With regard to the pro-inflammatory response, we found decreased plasmatic levels of IL-17A and increased levels of IL-13 in patients with respect to controls. This could be associated with the type of immune response observed in patients (towards a Th2 phenotype instead of a Th17); however, this fact is not supported by any other experimental result.

Pairwise positive correlations were found between the levels of DCs and several immunomodulatory molecules (PD-L1, ILT3, and CD205); similar positive correlations were observed between DCs and molecules that activate the immune response (CD80, CD86, and CD40).
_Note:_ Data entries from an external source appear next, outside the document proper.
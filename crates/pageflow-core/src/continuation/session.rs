//! Blob de sesión: todo lo que debe sobrevivir entre activaciones.

use std::collections::HashMap;

use serde::{Deserialize, Serialize};

use crate::errors::ContinuationError;
use crate::gc::GcMarkers;
use crate::instance::PageFlowInstance;
use crate::repository::RepositorySnapshot;

#[derive(Debug, Clone, Default, Serialize, Deserialize)]
pub struct SessionState {
    pub instances: Vec<PageFlowInstance>,
    /// flow ID -> instance ID de los flujos exclusivos.
    pub exclusive: HashMap<String, String>,
    #[serde(default)]
    pub markers: GcMarkers,
}

impl SessionState {
    pub fn from_parts(snapshot: RepositorySnapshot, markers: GcMarkers) -> Self {
        Self { instances: snapshot.instances,
               exclusive: snapshot.exclusive_instances,
               markers }
    }

    pub fn into_parts(self) -> (RepositorySnapshot, GcMarkers) {
        (RepositorySnapshot { instances: self.instances,
                              exclusive_instances: self.exclusive },
         self.markers)
    }

    pub fn to_blob(&self) -> Result<Vec<u8>, ContinuationError> {
        serde_json::to_vec(self).map_err(|e| ContinuationError::InvalidSession(e.to_string()))
    }

    pub fn from_blob(blob: &[u8]) -> Result<Self, ContinuationError> {
        serde_json::from_slice(blob).map_err(|e| ContinuationError::InvalidSession(e.to_string()))
    }
}

#[cfg(test)]
mod tests {
    use super::*;

    #[test]
    fn empty_session_round_trips() {
        let blob = SessionState::default().to_blob().unwrap();
        let state = SessionState::from_blob(&blob).unwrap();
        assert!(state.instances.is_empty());
        assert!(state.markers.is_empty());
    }

    #[test]
    fn garbage_blob_is_an_invalid_session() {
        assert!(matches!(SessionState::from_blob(b"{not json"), Err(ContinuationError::InvalidSession(_))));
    }
}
This suggests that both activating and tolerogenic cell phenotypes are participating in the immune response of the patients, although no clear predominance of any specific phenotype was observed.
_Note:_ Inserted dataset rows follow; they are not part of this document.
use pageflow_core::{ContinuationError, PageFlowError};
use thiserror::Error;

/// Errores del host (CLI, catálogo de flujos, almacén de sesión).
#[derive(Debug, Error)]
pub enum AppError {
    #[error("Error en IO: {0}")]
    Io(#[from] std::io::Error),
    #[error("Error de configuración: {0}")]
    Config(String),
    #[error("JSON inválido: {0}")]
    Json(#[from] serde_json::Error),
    #[error(transparent)]
    PageFlow(#[from] PageFlowError),
    #[error(transparent)]
    Continuation(#[from] ContinuationError),
}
Considering that PD has been associated with chronic inflammatory processes, the alterations found in this work, mainly related to a deficient anti-inflammatory response, suggest that an imbalance between regulation and inflammation could be underlying the pathogeny of PD, at least in part. Indeed, the levels of several Tregs subpopulations were lower in patients than in controls, but at the same time, these Tregs showed positive correlations with other Tregs subpopulations, suggesting the existence of a feedback among various cell populations. Positive correlations of suppressive and non-Tregs and with classical Tregs could be associated to a transition of non-Tregs towards a functional Tregs phenotype to offset their lower levels, as it has been reported before [50]. The levels of IL-10-producer (Tr1) cells are lower in PD patients, as well as the levels of IL-10-producer CD8 cells. Although these findings suggest that IL-10 may not be involved in the immunosuppression observed in PD patients, further studies are required to confirm its role.
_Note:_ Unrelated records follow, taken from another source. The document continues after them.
//! Catálogo de flujos en disco.
//!
//! Cada archivo `*.yaml`, `*.yml` o `*.json` del directorio es un flujo cuyo
//! flow ID es el nombre del archivo sin extensión. Los flujos se registran
//! como descriptores perezosos: el archivo se lee y valida en su primer uso.

use std::fs;
use std::path::{Path, PathBuf};

use pageflow_core::{ContinuationServer, FlowSource};

use crate::errors::AppError;

const FLOW_EXTENSIONS: [&str; 3] = ["yaml", "yml", "json"];

#[derive(Debug, Clone, PartialEq, Eq)]
pub struct CatalogEntry {
    pub flow_id: String,
    pub path: PathBuf,
}

#[derive(Debug, Clone, Default)]
pub struct FlowCatalog {
    entries: Vec<CatalogEntry>,
}

impl FlowCatalog {
    pub fn scan(dir: &Path) -> Result<Self, AppError> {
        let mut entries: Vec<CatalogEntry> = Vec::new();
        for item in fs::read_dir(dir)? {
            let path = item?.path();
            if !path.is_file() || !has_flow_extension(&path) {
                continue;
            }
            let Some(flow_id) = path.file_stem().and_then(|s| s.to_str()).map(str::to_string) else {
                log::warn!("skipping flow file with a non UTF-8 name: {}", path.display());
                continue;
            };
            if let Some(existing) = entries.iter().find(|e| e.flow_id == flow_id) {
                return Err(AppError::Config(format!("flujo '{flow_id}' duplicado: {} y {}",
                                                    existing.path.display(),
                                                    path.display())));
            }
            entries.push(CatalogEntry { flow_id, path });
        }
        entries.sort_by(|a, b| a.flow_id.cmp(&b.flow_id));
        log::debug!("found {} flow(s) in {}", entries.len(), dir.display());
        Ok(Self { entries })
    }

    pub fn entries(&self) -> &[CatalogEntry] {
        &self.entries
    }

    pub fn flow_ids(&self) -> Vec<&str> {
        self.entries.iter().map(|e| e.flow_id.as_str()).collect()
    }

    pub fn get(&self, flow_id: &str) -> Option<&CatalogEntry> {
        self.entries.iter().find(|e| e.flow_id == flow_id)
    }

    /// Registra todos los flujos en el servidor; `exclusive` decide la
    /// exclusividad de cada flow ID.
    pub fn register<F>(&self, server: &mut ContinuationServer, exclusive: F) -> Result<usize, AppError>
        where F: Fn(&str) -> bool
    {
        for entry in &self.entries {
            server.add_page_flow(&entry.flow_id,
                                 FlowSource::File(entry.path.clone()),
                                 exclusive(&entry.flow_id))?;
        }
        Ok(self.entries.len())
    }
}

fn has_flow_extension(path: &Path) -> bool {
    path.extension()
        .and_then(|e| e.to_str())
        .is_some_and(|e| FLOW_EXTENSIONS.iter().any(|ext| ext.eq_ignore_ascii_case(e)))
}

#[cfg(test)]
mod tests {
    use super::*;
    use std::sync::Arc;

    use pageflow_core::{ActionRegistry, ServerConfig};

    const FLOW: &str = "firstState: A\nviewState:\n  - name: A\n    view: a\n";

    #[test]
    fn scans_flow_files_by_extension() {
        let dir = tempfile::tempdir().unwrap();
        fs::write(dir.path().join("Beta.yml"), FLOW).unwrap();
        fs::write(dir.path().join("Alpha.yaml"), FLOW).unwrap();
        fs::write(dir.path().join("Gamma.json"), r#"{"firstState":"A","viewState":[{"name":"A","view":"a"}]}"#).unwrap();
        fs::write(dir.path().join("notes.txt"), "ignored").unwrap();
        fs::create_dir(dir.path().join("nested.yaml")).unwrap();

        let catalog = FlowCatalog::scan(dir.path()).unwrap();
        assert_eq!(catalog.flow_ids(), vec!["Alpha", "Beta", "Gamma"]);
        assert!(catalog.get("notes").is_none());
    }

    #[test]
    fn duplicate_flow_ids_are_rejected() {
        let dir = tempfile::tempdir().unwrap();
        fs::write(dir.path().join("Alpha.yaml"), FLOW).unwrap();
        fs::write(dir.path().join("Alpha.json"), "{}").unwrap();
        assert!(matches!(FlowCatalog::scan(dir.path()), Err(AppError::Config(_))));
    }

    #[test]
    fn missing_directory_is_an_io_error() {
        let dir = tempfile::tempdir().unwrap();
        assert!(matches!(FlowCatalog::scan(&dir.path().join("nope")), Err(AppError::Io(_))));
    }

    #[test]
    fn registers_lazily_with_exclusivity() {
        let dir = tempfile::tempdir().unwrap();
        fs::write(dir.path().join("Alpha.yaml"), FLOW).unwrap();
        fs::write(dir.path().join("Broken.yaml"), "firstState: [").unwrap();
        let catalog = FlowCatalog::scan(dir.path()).unwrap();

        let mut server = ContinuationServer::new(Arc::new(ActionRegistry::new()), ServerConfig::new());
        assert_eq!(catalog.register(&mut server, |id| id == "Alpha").unwrap(), 2);
        assert!(server.repository().is_exclusive("Alpha"));
        assert!(!server.repository().is_exclusive("Broken"));
        assert!(server.repository().definition("Alpha").unwrap().is_some());
        assert!(server.repository().definition("Broken").is_err());
    }
}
A comparative analysis between sexes, which would allow us to compare sex-related differences in the immune response, was not performed in this work. Sex has been suggested as a possible risk factor in PD, since a male/female ratio of about 2:1 has been reported in PD patients [60]. Some studies have shown that the clinical presentation of PD is slightly different in women, with a higher frequency of dyskinesia and depression. In addition, women generally are diagnosed with PD at an older age than men, possibly due to a decrease in estrogen production [60]. The lack of a comparative analysis of the immune response between sexes is a limitation of our work. Further studies on a larger cohort of male and female PD patients should be conducted to elucidate these differences.

Conclusions

A decrease in the levels of CD4+ Tregs subpopulations, of functional Bregs, of IL-10-producing CD8+ lymphocytes, of functional CD8regs, and of tolerogenic PD-L1+ DCs in untreated PD patients is reported in this work, for the first time. The decreased levels of various phenotypes of regulatory cells suggest a deficiency in the regulatory immune response in untreated PD patients. These findings could contribute to deepen our understanding of the pathophysiology of the disease.